Blanc comme neige, une question d’albédo ?
Composée de cristaux de glace, la neige est un matériau complexe, très blanc, très isolant et en perpétuelle évolution. Ces propriétés de la neige engendrent une série de conséquences physiques qui, associées, ont un impact sur le climat. Par exemple, le contraste de couleur entre une surface enneigée et une surface déneigée, provoque un contraste d’albédo2, qui est la capacité à renvoyer l’énergie solaire vers l’atmosphère. Ainsi, moins il y a de neige sur le sol, plus il y a d’énergie solaire absorbée par ce dernier, qui se réchauffe d’autant plus. Un sol plus chaud accueillera encore moins de neige et se réchauffera encore. On appelle ceci une rétroaction positive3. Des cycles s’autoalimentant, se créent ainsi et génèrent un emballement du système qui a un impact sur le climat (snow albedo feedback).
Y-a-t-il d’autres relations entre la neige et le climat ?
Une autre rétroaction positive engendrée par la neige, et dont l’impact est reconnu, est liée au dépôt de poussières ou suies d’origine anthropique4 sur le manteau neigeux. Noircissant la neige, il augmente l’absorption de chaleur et donc le réchauffement au niveau local. On peut observer ce phénomène régulièrement dans les vallées alpines.
Dans les régions polaires ou en haute montagne, le manteau neigeux se transforme progressivement en névé puis en glace, capturant ainsi des enregistrements uniques des climats passés. Ces enregistrements sont essentiels pour reconstituer les climats anciens et leurs évolutions, pour comprendre les mécanismes à l’œuvre et modéliser les changements à venir.
Existe-t-il différents types de neige ?
Les caractéristiques physiques de la neige évoluent selon l’environnement dans lequel celle-ci est formée. La température et l’humidité sont deux paramètres qui vont influencer la formation de la neige, les propriétés du manteau neigeux créé et donc les impacts sur le climat. En Arctique par exemple, le manteau neigeux est peu épais, friable, souvent peu cohésif à sa base, saisonnier et connait beaucoup d’interactions avec le sol.

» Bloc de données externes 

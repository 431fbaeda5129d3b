//! Agent invoker: runs the external code-generation agent and reads back the
//! result document it must write.
//!
//! The [`Agent`] trait decouples the controller from the actual agent CLI.
//! Tests use scripted agents that write predetermined documents without
//! spawning processes.
//!
//! Protocol per invocation:
//! 1. delete any stale result document at the expected path;
//! 2. run the agent with the task description on stdin, bounded by a deadline;
//! 3. require a successful exit *and* a freshly written document that parses,
//!    matches the embedded JSON Schema, and names the expected phase.

use std::fs;
use std::io;
use std::path::{Path, PathBuf};
use std::process::Command;
use std::time::Duration;

use anyhow::{Context, Result, anyhow};
use jsonschema::validator_for;
use serde::de::DeserializeOwned;
use serde_json::Value;
use tracing::{debug, info, instrument, warn};

use crate::core::types::{
    AgentMode, CommandSpec, ImplementationResult, ImplementationStatus, VerificationReport,
};
use crate::error::AttemptError;
use crate::io::process::{RunOptions, run_command};

const IMPLEMENTATION_RESULT_SCHEMA: &str =
    include_str!("../../schemas/implementation_result.schema.json");
const VERIFICATION_RESULT_SCHEMA: &str =
    include_str!("../../schemas/verification_result.schema.json");

/// Embedded schema for the result document of `mode`.
pub fn schema_for(mode: AgentMode) -> &'static str {
    match mode {
        AgentMode::Implement | AgentMode::Fix => IMPLEMENTATION_RESULT_SCHEMA,
        AgentMode::Verify => VERIFICATION_RESULT_SCHEMA,
    }
}

/// Parameters for one agent invocation.
#[derive(Debug, Clone)]
pub struct AgentRequest {
    pub phase_id: String,
    pub mode: AgentMode,
    /// Working directory for the agent process.
    pub work_dir: PathBuf,
    /// Task description fed on stdin.
    pub prompt: String,
    pub schema_path: PathBuf,
    /// Where the agent must write its result document.
    pub result_path: PathBuf,
    /// Agent stdout/stderr, streamed as it arrives.
    pub log_path: PathBuf,
    /// Records the agent's process group while it runs.
    pub pgid_marker: PathBuf,
    pub timeout: Duration,
    pub output_limit_bytes: usize,
}

/// Abstraction over agent backends.
///
/// Implementations return [`AttemptError::InvocationTimeout`] or
/// [`AttemptError::InvocationFailed`] for unsuccessful runs. They must not
/// touch `result_path` other than by writing the document.
pub trait Agent {
    fn exec(&self, request: &AgentRequest) -> Result<()>;
}

/// Agent reached through a configured CLI.
#[derive(Debug, Clone)]
pub struct CommandAgent {
    command: CommandSpec,
}

impl CommandAgent {
    pub fn new(command: CommandSpec) -> Self {
        Self { command }
    }
}

impl Agent for CommandAgent {
    #[instrument(skip_all, fields(phase = %request.phase_id, mode = %request.mode, timeout_secs = request.timeout.as_secs()))]
    fn exec(&self, request: &AgentRequest) -> Result<()> {
        let program = self
            .command
            .program()
            .ok_or_else(|| anyhow!("agent command is empty"))?;
        info!(command = %self.command, work_dir = %request.work_dir.display(), "starting agent");

        let mut cmd = Command::new(program);
        cmd.args(self.command.args())
            .current_dir(&request.work_dir)
            .env("PHASER_PHASE", &request.phase_id)
            .env("PHASER_MODE", request.mode.as_str())
            .env("PHASER_RESULT_PATH", &request.result_path)
            .env("PHASER_SCHEMA_PATH", &request.schema_path);

        let opts = RunOptions {
            stdin: Some(request.prompt.as_bytes()),
            stream_path: Some(&request.log_path),
            pgid_marker: Some(&request.pgid_marker),
            ..RunOptions::new(request.timeout, request.output_limit_bytes)
        };
        let output = match run_command(cmd, &opts) {
            Ok(output) => output,
            Err(err) => {
                warn!(err = %format!("{err:#}"), "agent could not be started");
                return Err(anyhow::Error::new(AttemptError::InvocationFailed(None))
                    .context(format!("start agent `{}`: {err:#}", self.command)));
            }
        };

        if output.timed_out {
            warn!("agent timed out");
            return Err(AttemptError::InvocationTimeout(request.timeout).into());
        }
        if !output.status.success() {
            warn!(exit_code = ?output.status.code(), "agent exited unsuccessfully");
            return Err(AttemptError::InvocationFailed(output.status.code()).into());
        }
        debug!("agent exited successfully");
        Ok(())
    }
}

/// Run the agent in implement or fix mode.
///
/// Fails with [`AttemptError::AgentReportedFailure`] unless the document's
/// status is `complete`.
pub fn invoke_implementation<A: Agent + ?Sized>(
    agent: &A,
    request: &AgentRequest,
) -> Result<ImplementationResult> {
    let result: ImplementationResult = invoke(agent, request)?;
    if result.status != ImplementationStatus::Complete {
        let errors = if result.errors.is_empty() {
            vec!["agent reported status 'failed' without details".to_string()]
        } else {
            result.errors
        };
        return Err(AttemptError::AgentReportedFailure(errors).into());
    }
    info!(deliverables = result.deliverables.len(), "agent reported completion");
    Ok(result)
}

/// Run the agent in verify mode. A `fail` verdict is returned, not raised.
pub fn invoke_verification<A: Agent + ?Sized>(
    agent: &A,
    request: &AgentRequest,
) -> Result<VerificationReport> {
    let report: VerificationReport = invoke(agent, request)?;
    info!(status = ?report.status, issues = report.issues.len(), "agent verification finished");
    Ok(report)
}

#[instrument(skip_all, fields(phase = %request.phase_id, mode = %request.mode))]
fn invoke<A: Agent + ?Sized, T: DeserializeOwned>(agent: &A, request: &AgentRequest) -> Result<T> {
    let schema = schema_for(request.mode);
    prepare(request, schema)?;
    agent.exec(request)?;
    load_result(request, schema)
}

fn prepare(request: &AgentRequest, schema: &str) -> Result<()> {
    match fs::remove_file(&request.result_path) {
        Ok(()) => debug!(path = %request.result_path.display(), "removed stale result document"),
        Err(err) if err.kind() == io::ErrorKind::NotFound => {}
        Err(err) => {
            return Err(err).with_context(|| {
                format!("remove stale result {}", request.result_path.display())
            });
        }
    }
    for dir in [request.result_path.parent(), request.schema_path.parent()]
        .into_iter()
        .flatten()
    {
        fs::create_dir_all(dir).with_context(|| format!("create directory {}", dir.display()))?;
    }
    fs::write(&request.schema_path, schema)
        .with_context(|| format!("write schema {}", request.schema_path.display()))
}

fn load_result<T: DeserializeOwned>(request: &AgentRequest, schema: &str) -> Result<T> {
    let path = &request.result_path;
    let contents = match fs::read_to_string(path) {
        Ok(contents) => contents,
        Err(err) if err.kind() == io::ErrorKind::NotFound => {
            return Err(violation(format!("no result document at {}", path.display())));
        }
        Err(err) => return Err(err).with_context(|| format!("read result {}", path.display())),
    };
    let value: Value = serde_json::from_str(&contents)
        .map_err(|err| violation(format!("result document is not JSON: {err}")))?;
    validate_schema(schema, &value)?;
    let phase = value.get("phase").and_then(Value::as_str).unwrap_or_default();
    if phase != request.phase_id {
        return Err(violation(format!(
            "result document names phase '{phase}', expected '{}'",
            request.phase_id
        )));
    }
    serde_json::from_value(value)
        .map_err(|err| violation(format!("result document has unexpected shape: {err}")))
}

fn validate_schema(schema: &str, instance: &Value) -> Result<()> {
    let schema_value: Value = serde_json::from_str(schema).context("parse embedded schema")?;
    let compiled =
        validator_for(&schema_value).map_err(|err| anyhow!("invalid schema: {}", err))?;
    let messages: Vec<String> = compiled
        .iter_errors(instance)
        .map(|err| err.to_string())
        .collect();
    if !messages.is_empty() {
        return Err(violation(format!(
            "result document failed schema validation: {}",
            messages.join("; ")
        )));
    }
    Ok(())
}

fn violation(message: String) -> anyhow::Error {
    AttemptError::InvocationProtocolViolation(message).into()
}

/// Write a result document the way an agent would. Used by scripted agents.
pub fn write_result_document<T: serde::Serialize>(path: &Path, document: &T) -> Result<()> {
    if let Some(parent) = path.parent() {
        fs::create_dir_all(parent)
            .with_context(|| format!("create result dir {}", parent.display()))?;
    }
    let mut buf = serde_json::to_string_pretty(document).context("serialize result")?;
    buf.push('\n');
    fs::write(path, buf).with_context(|| format!("write result {}", path.display()))
}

Par opposition, dans les Alpes, les manteaux neigeux sont beaucoup plus épais et connaissent une évolution radicalement différente. En Antarctique, les grains de neige fraiche sont très fins, grossissant dès qu’on s’enfonce un peu dans le manteau neigeux. Les mètres d’épaisseur de glace, sous de ce dernier, influencent grandement sa dynamique.
Ces neiges se distinguent à différentes échelles, de temps, d’espace, de propriétés physiques macroscopiques, de microstructures ou encore de chimie. Comprendre ces différents types de manteaux neigeux permet de mieux appréhender comment ils interagissent avec le climat.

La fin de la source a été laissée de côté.